El parque Simon Bolivar

Decidiamo di visitare il più grande parco di Bogotà sperando che le nuvole vengano trasportate lontano e lascino trasparire qualche raggio di sole.

Già nel tragitto in taxi circa 15 minuti, il tempo volge al peggio ed arriviamo al parco che ha appena piovuto e gocciola ancora.

Entriamo nel parco e ci troviamo immersi nel verde e non si sente più il rumore del traffico insopportabile di Bogotà (anche se oggi venerdì santo è tutto chiuso e gli abitanti sembrano spariti).

Nel parco ci sono percorsi differenziati per camminare, per andare di corsa e per le biciclette, diverse oasi con giochi per bambini e un lago che si può navigare con scialuppe a remi all'apparenza un pò fatiscenti.

Appena entrati ci dirigiamo verso i primi giochi ma, vicino al lago, incredibile ma vero, c'è una spiaggia con la sabbia quasi bianca piena di bambini.

Ovviamente Sebastian si precipita a togliersi scarpe e calzini e fa subito amicizia con una bambina e si offre di aiutarla a costruire castelli di sabbia con due bicchieri di plastica.

Dopo un pò la bambina, sentendo parlare tra noi questa lingua strana (l'italo spagnolo), chiede a Sebastian di che paese è e lui risponde: "io sono italiano e tu?"

Nel pomeriggio, dopo i giochi, due tiri a pallone, una pannocchia abbrustolita cosparsa di burro e sale, una passeggiata nel verde e sul lungo lago ricomincia a gocciolare.

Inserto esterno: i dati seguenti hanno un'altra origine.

//! Skein Circuit Intermediate Representation
//!
//! This crate provides the core data structures for representing
//! quantum circuits in Skein. It is the substrate the placement and
//! routing engine ([`skein-route`]) operates on.
//!
//! # Overview
//!
//! The circuit IR uses a DAG representation internally: operations
//! are nodes, and edges record the data dependency between
//! consecutive operations on the same qubit or classical wire. The
//! high-level [`Circuit`] API provides a convenient builder pattern.
//!
//! # Core Components
//!
//! - **Qubits and classical bits**: [`QubitId`], [`ClbitId`]
//! - **Gates**: [`StandardGate`] with bound `f64` angles
//! - **Instructions**: [`Instruction`] combining gates with operands
//! - **DAG**: [`CircuitDag`] internal graph representation
//! - **Circuit**: [`Circuit`] high-level builder API
//!
//! # Example: Building a Bell State
//!
//! ```rust
//! use skein_ir::{Circuit, QubitId};
//!
//! let mut circuit = Circuit::with_size("bell_state", 2, 2);
//! circuit.h(QubitId(0)).unwrap();
//! circuit.cx(QubitId(0), QubitId(1)).unwrap();
//! circuit.measure_all().unwrap();
//!
//! assert_eq!(circuit.num_qubits(), 2);
//! assert_eq!(circuit.depth(), 3);
//! ```
//!
//! [`skein-route`]: https://docs.rs/skein-route

pub mod circuit;
pub mod dag;
pub mod error;
pub mod gate;
pub mod instruction;
pub mod qubit;

pub use circuit::Circuit;
pub use dag::{CircuitDag, CircuitLevel, NodeIndex, WireId};
pub use error::{IrError, IrResult};
pub use gate::StandardGate;
pub use instruction::{Instruction, InstructionKind};
pub use qubit::{ClbitId, QubitId};
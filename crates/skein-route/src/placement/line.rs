//! Chain-matching placement.

use rustc_hash::FxHashSet;
use skein_ir::{CircuitDag, QubitId};
use tracing::debug;

use crate::connectivity::ConnectivityGraph;
use crate::error::RouteResult;
use crate::interaction::{InteractionBounds, InteractionGraph};
use crate::placement::{Placement, PlacementMap, check_capacity};

/// Placement for circuits whose interactions form chains.
///
/// Covers the interaction graph with heavy paths (greedily, heaviest
/// edge first, extending both ends), then lays each path onto a free
/// simple path in the connectivity graph, longest first. Qubits that
/// interact with nobody, or that do not fit any hardware path, are
/// left unplaced.
#[derive(Debug, Clone)]
pub struct LinePlacement {
    decay: f64,
    /// DFS expansion budget for the hardware path search.
    path_budget: usize,
}

impl Default for LinePlacement {
    fn default() -> Self {
        Self {
            decay: 0.9,
            path_budget: 50_000,
        }
    }
}

impl LinePlacement {
    /// Create the strategy with default configuration.
    pub fn new() -> Self {
        Self::default()
    }

    /// Greedy maximum-weight path cover of the interaction graph.
    fn logical_paths(interactions: &InteractionGraph) -> Vec<Vec<QubitId>> {
        let mut used: FxHashSet<QubitId> = FxHashSet::default();
        let mut paths = Vec::new();

        for (a, b, _) in interactions.edges() {
            if used.contains(&a) || used.contains(&b) {
                continue;
            }
            let mut path = vec![a, b];
            used.insert(a);
            used.insert(b);
            // Extend both ends with the heaviest available edge.
            loop {
                let mut grew = false;
                for end in [true, false] {
                    let tip = if end {
                        path[path.len() - 1]
                    } else {
                        path[0]
                    };
                    let best = interactions
                        .neighbours(tip)
                        .iter()
                        .copied()
                        .filter(|n| !used.contains(n))
                        .max_by(|&x, &y| {
                            interactions
                                .weight(tip, x)
                                .partial_cmp(&interactions.weight(tip, y))
                                .unwrap_or(std::cmp::Ordering::Equal)
                                .then(y.cmp(&x))
                        });
                    if let Some(next) = best {
                        if end {
                            path.push(next);
                        } else {
                            path.insert(0, next);
                        }
                        used.insert(next);
                        grew = true;
                    }
                }
                if !grew {
                    break;
                }
            }
            paths.push(path);
        }
        paths.sort_by_key(|p| std::cmp::Reverse(p.len()));
        paths
    }
}

impl Placement for LinePlacement {
    fn name(&self) -> &str {
        "line"
    }

    fn place(&self, dag: &CircuitDag, graph: &ConnectivityGraph) -> RouteResult<PlacementMap> {
        check_capacity(dag, graph)?;
        let interactions =
            InteractionGraph::extract(dag, InteractionBounds::unbounded(), self.decay);

        let mut map = PlacementMap::new();
        let mut occupied: FxHashSet<u32> = FxHashSet::default();
        for chain in Self::logical_paths(&interactions) {
            let hardware =
                longest_free_path(graph, &occupied, chain.len(), self.path_budget);
            for (&logical, &site) in chain.iter().zip(hardware.iter()) {
                map.assign(logical, site)?;
                occupied.insert(site);
            }
        }
        debug!(placed = map.len(), "line placement");
        Ok(map)
    }
}

/// Find a simple path of up to `target` unoccupied sites.
///
/// Depth-first from every free site in ascending order, neighbours
/// ascending, so the result is deterministic. Stops early on an exact
/// hit or when the expansion budget runs out; otherwise returns the
/// longest path seen.
fn longest_free_path(
    graph: &ConnectivityGraph,
    occupied: &FxHashSet<u32>,
    target: usize,
    budget: usize,
) -> Vec<u32> {
    let mut best: Vec<u32> = Vec::new();
    let mut remaining = budget;

    let mut visited: FxHashSet<u32> = FxHashSet::default();
    let mut path: Vec<u32> = Vec::new();
    for start in graph.nodes().filter(|s| !occupied.contains(s)) {
        path.clear();
        visited.clear();
        path.push(start);
        visited.insert(start);
        extend(
            graph, occupied, target, &mut remaining, &mut visited, &mut path, &mut best,
        );
        if best.len() >= target || remaining == 0 {
            break;
        }
    }
    best
}

fn extend(
    graph: &ConnectivityGraph,
    occupied: &FxHashSet<u32>,
    target: usize,
    remaining: &mut usize,
    visited: &mut FxHashSet<u32>,
    path: &mut Vec<u32>,
    best: &mut Vec<u32>,
) {
    if path.len() > best.len() {
        *best = path.clone();
    }
    if path.len() >= target || *remaining == 0 {
        return;
    }
    let Some(&tip) = path.last() else { return };
    for &next in graph.neighbours(tip) {
        if occupied.contains(&next) || visited.contains(&next) {
            continue;
        }
        *remaining = remaining.saturating_sub(1);
        path.push(next);
        visited.insert(next);
        extend(graph, occupied, target, remaining, visited, path, best);
        visited.remove(&next);
        path.pop();
        if best.len() >= target || *remaining == 0 {
            return;
        }
    }
}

Ci rifugiamo sotto un chiosco da cui possiamo uscire dopo una buona mezz' ora di pioggia.



Si spiega il perchè numerose famiglie arrivassero al parco dotate di tendina a iglù.

Una giornata piacevole trascorsa in un luogo riposante che nessuno ci aveva consigliato ma che valeva la pena visitare.

Tra l'altro la giornata è stata nuvolosa se non piovosa e il sole è apparso solo per qualche minuto.

Per fortuna, perchè arrivati a casa, ci siamo trovati con la faccia rossa dal sole.